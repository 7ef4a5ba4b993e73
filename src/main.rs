use anyhow::{Context, Result};
use clap::{Parser, Subcommand};
use ssqscraper::{
    config::Config,
    decode::{decode, EncodingPolicy},
    parse::parse_detail,
    progress::LogProgress,
    run,
    store::load_records,
    HttpSource,
};
use std::{fs, path::PathBuf};
use tracing::info;
use tracing_subscriber::{fmt, EnvFilter};

#[derive(Parser)]
#[command(name = "ssqscraper", about = "Download Shuangseqiu draw results")]
struct Cli {
    #[command(subcommand)]
    command: Command,
}

#[derive(Subcommand)]
enum Command {
    /// Fetch the newest draws and write them to the save directory.
    Download {
        /// YAML file with settings; flags and SSQ_* env vars win over it.
        #[arg(long)]
        config: Option<PathBuf>,
        /// Directory for the output file (default ./data/).
        #[arg(long)]
        save_dir: Option<PathBuf>,
        /// Encoding for draw pages: a charset label, or "auto".
        #[arg(long)]
        encoding: Option<String>,
        /// Number of newest draws to fetch.
        #[arg(long)]
        limit: Option<usize>,
    },
    /// Parse a saved draw page and print it as JSON.
    Parse {
        file: PathBuf,
        #[arg(long, default_value = "gb18030")]
        encoding: String,
    },
    /// Print one line per draw from an output file.
    Show { file: PathBuf },
}

fn main() -> Result<()> {
    // ─── init logging ────────────────────────────────────────────────
    let env = EnvFilter::try_from_default_env().unwrap_or_else(|_| EnvFilter::new("info"));
    fmt::Subscriber::builder().with_env_filter(env).init();

    match Cli::parse().command {
        Command::Download {
            config,
            save_dir,
            encoding,
            limit,
        } => {
            let mut cfg = match config {
                Some(path) => Config::from_yaml_file(&path)?,
                None => Config::default(),
            };
            cfg.apply_env()?;
            if let Some(dir) = save_dir {
                cfg.save_dir = dir;
            }
            if let Some(enc) = encoding {
                cfg.encoding = enc;
            }
            if let Some(limit) = limit {
                cfg.limit = limit;
            }

            let source = HttpSource::new().context("building HTTP client")?;
            let summary = run(&cfg, &source, &mut LogProgress::default())?;
            info!(
                records = summary.records,
                failed = summary.failures.len(),
                urls = summary.urls,
                "wrote {}",
                summary.output.display()
            );
        }

        Command::Parse { file, encoding } => {
            let bytes = fs::read(&file).with_context(|| format!("reading {:?}", file))?;
            let policy = EncodingPolicy::from_label(&encoding)?;
            let html = decode(&bytes, policy, None)?;
            let record = parse_detail(&html)?;
            println!("{}", serde_json::to_string_pretty(&record)?);
        }

        Command::Show { file } => {
            for r in load_records(&file)? {
                let sales = r
                    .sales_amount
                    .map_or_else(|| "-".to_string(), |v| format!("{:.0}", v));
                println!("{}  {}  sales {}", r.date, r.numbers_line(), sales);
            }
        }
    }

    Ok(())
}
* * *
• ASSIGNED TASK:
For each line of the material that contains the word "Show", make a copy.

• WORKED SOLUTION:
    Show { file: PathBuf },
        Command::Show { file } => {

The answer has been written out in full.